**What the task requires:** All lines below containing the string "https" are to be copied.

#### Dataset excerpts ####

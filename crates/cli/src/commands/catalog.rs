//! Catalog commands: build items.json from the Rolimon's API, validate an
//! existing file.
//!
//! `build` talks to two public endpoints: the Rolimon's item details API
//! (one call, every limited item) and the Roblox thumbnails API (batched,
//! at most 100 asset ids per call, with a polite delay between batches).

use std::collections::HashMap;
use std::path::Path;
use std::time::Duration;

use serde::Deserialize;
use serde_json::json;
use thiserror::Error;
use tracing::{info, warn};

use pixel_exchange_storefront::catalog::CatalogStore;

/// Rolimon's item details endpoint (every limited item in one document).
const ROLIMONS_ITEM_API: &str = "https://www.rolimons.com/itemapi/itemdetails";

/// Roblox thumbnails endpoint.
const RBX_THUMB_API: &str = "https://thumbnails.roblox.com/v1/assets";

/// Thumbnail edge length requested from Roblox.
const RBX_THUMB_SIZE: &str = "420x420";

/// Thumbnail batch size; the API caps batch lookups at 100 ids.
const THUMB_CHUNK: usize = 100;

/// Delay between thumbnail batches.
const THUMB_DELAY: Duration = Duration::from_millis(250);

const USER_AGENT: &str = "PixelExchangeCatalogBuilder/1.0 (+contact: panyakorn@pixelexchange.dev)";

/// Errors raised while building or validating a catalog.
#[derive(Debug, Error)]
pub enum CatalogCommandError {
    #[error("request failed: {0}")]
    Http(#[from] reqwest::Error),

    #[error("Rolimons API replied success=false")]
    ApiRefused,

    #[error("io error: {0}")]
    Io(#[from] std::io::Error),

    #[error("serialization error: {0}")]
    Json(#[from] serde_json::Error),

    #[error("{0}")]
    Invalid(String),
}

// =============================================================================
// Wire types
// =============================================================================

/// Rolimon's item details response. Each item maps an asset id to a
/// positional array: `[name, acronym, rap, value, ...]` - only the name
/// matters here.
#[derive(Debug, Deserialize)]
struct RolimonsItemDetails {
    success: bool,
    #[serde(default)]
    items: HashMap<String, Vec<serde_json::Value>>,
}

#[derive(Debug, Deserialize)]
struct ThumbnailBatch {
    #[serde(default)]
    data: Vec<ThumbnailEntry>,
}

#[derive(Debug, Deserialize)]
struct ThumbnailEntry {
    #[serde(rename = "targetId")]
    target_id: Option<u64>,
    #[serde(rename = "imageUrl")]
    image_url: Option<String>,
}

// =============================================================================
// Build
// =============================================================================

/// Build `<out_dir>/items.json` from the Rolimon's item list.
///
/// With downloads enabled, thumbnails land in
/// `<out_dir>/images/rolimons/<assetId>.png` and items reference them via
/// `/data/images/rolimons/...`; with `--no-download` the Roblox CDN URLs
/// are referenced directly.
///
/// # Errors
///
/// Fails on network errors, an unsuccessful Rolimon's reply, or
/// filesystem errors writing the output.
pub async fn build(
    out_dir: &Path,
    by_default: &str,
    limit: Option<usize>,
    no_download: bool,
) -> Result<(), CatalogCommandError> {
    let client = reqwest::Client::builder().user_agent(USER_AGENT).build()?;

    info!("Fetching limited item list from Rolimon's");
    let details: RolimonsItemDetails = client
        .get(ROLIMONS_ITEM_API)
        .header("Accept", "application/json")
        .send()
        .await?
        .error_for_status()?
        .json()
        .await?;

    if !details.success {
        return Err(CatalogCommandError::ApiRefused);
    }

    let mut asset_ids: Vec<String> = details.items.keys().cloned().collect();
    asset_ids.sort_unstable();
    if let Some(limit) = limit {
        asset_ids.truncate(limit);
    }
    info!(count = asset_ids.len(), "Items to process");

    info!("Resolving thumbnail URLs from Roblox");
    let thumbs = fetch_thumbnails(&client, &asset_ids).await?;

    let image_dir = out_dir.join("images").join("rolimons");
    if !no_download {
        tokio::fs::create_dir_all(&image_dir).await?;
    }

    let mut records = Vec::with_capacity(asset_ids.len());
    for asset_id in &asset_ids {
        let title = details
            .items
            .get(asset_id)
            .and_then(|fields| fields.first())
            .and_then(serde_json::Value::as_str)
            .map_or_else(|| format!("Item {asset_id}"), ToOwned::to_owned);

        let image = match thumbs.get(asset_id) {
            Some(url) if no_download => Some(url.clone()),
            Some(url) => download_image(&client, url, &image_dir, asset_id)
                .await
                .map_err(|e| warn!(%asset_id, "Image download failed: {e}"))
                .ok(),
            None => None,
        };

        // No price in this endpoint; "-" renders as Free in the storefront.
        records.push(json!({
            "id": format!("rblx-{asset_id}"),
            "title": title,
            "by": by_default,
            "tag": "LIMITED",
            "price": "-",
            "image": image.unwrap_or_else(|| "/static/images/placeholder.svg".to_owned()),
        }));
    }

    let catalog = json!({
        "categories": [
            { "key": "all", "label": "All" },
            { "key": "limited", "label": "Roblox Limiteds" },
            { "key": "ugc", "label": "UGC Limiteds" }
        ],
        "robloxLimiteds": records,
        "ugcLimiteds": [],
    });

    tokio::fs::create_dir_all(out_dir).await?;
    let out_path = out_dir.join("items.json");
    tokio::fs::write(&out_path, serde_json::to_string_pretty(&catalog)?).await?;
    info!(path = %out_path.display(), "Catalog written");

    Ok(())
}

/// Resolve thumbnail URLs in batches of [`THUMB_CHUNK`].
async fn fetch_thumbnails(
    client: &reqwest::Client,
    asset_ids: &[String],
) -> Result<HashMap<String, String>, CatalogCommandError> {
    let mut urls = HashMap::new();

    for chunk in asset_ids.chunks(THUMB_CHUNK) {
        let batch: ThumbnailBatch = client
            .get(RBX_THUMB_API)
            .query(&[
                ("assetIds", chunk.join(",")),
                ("size", RBX_THUMB_SIZE.to_owned()),
                ("format", "Png".to_owned()),
                ("isCircular", "false".to_owned()),
            ])
            .header("Accept", "application/json")
            .send()
            .await?
            .error_for_status()?
            .json()
            .await?;

        for entry in batch.data {
            if let (Some(id), Some(url)) = (entry.target_id, entry.image_url) {
                urls.insert(id.to_string(), url);
            }
        }

        // Be polite to the API between batches
        tokio::time::sleep(THUMB_DELAY).await;
    }

    Ok(urls)
}

/// Download one thumbnail; returns the public path the storefront serves.
async fn download_image(
    client: &reqwest::Client,
    url: &str,
    image_dir: &Path,
    asset_id: &str,
) -> Result<String, CatalogCommandError> {
    let file_path = image_dir.join(format!("{asset_id}.png"));

    // Skip files that already exist from a previous run
    if tokio::fs::metadata(&file_path)
        .await
        .map(|meta| meta.len() > 0)
        .unwrap_or(false)
    {
        return Ok(format!("/data/images/rolimons/{asset_id}.png"));
    }

    let bytes = client
        .get(url)
        .send()
        .await?
        .error_for_status()?
        .bytes()
        .await?;
    tokio::fs::write(&file_path, &bytes).await?;

    Ok(format!("/data/images/rolimons/{asset_id}.png"))
}

// =============================================================================
// Validate
// =============================================================================

/// Load a catalog file through the storefront repository and report counts.
///
/// # Errors
///
/// Fails with the repository's own unreadable/schema-mismatch message.
pub async fn validate(path: &Path) -> Result<(), CatalogCommandError> {
    let store = CatalogStore::new(path);
    let catalog = store
        .get()
        .await
        .map_err(|e| CatalogCommandError::Invalid(e.to_string()))?;

    info!(
        categories = catalog.categories.len(),
        limiteds = catalog.roblox_limiteds.len(),
        ugc = catalog.ugc_limiteds.len(),
        "Catalog is valid"
    );

    Ok(())
}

####

**Response area:**
const ROLIMONS_ITEM_API: &str = "https://www.rolimons.com/itemapi/itemdetails";
const RBX_THUMB_API: &str = "https://thumbnails.roblox.com/v1/assets";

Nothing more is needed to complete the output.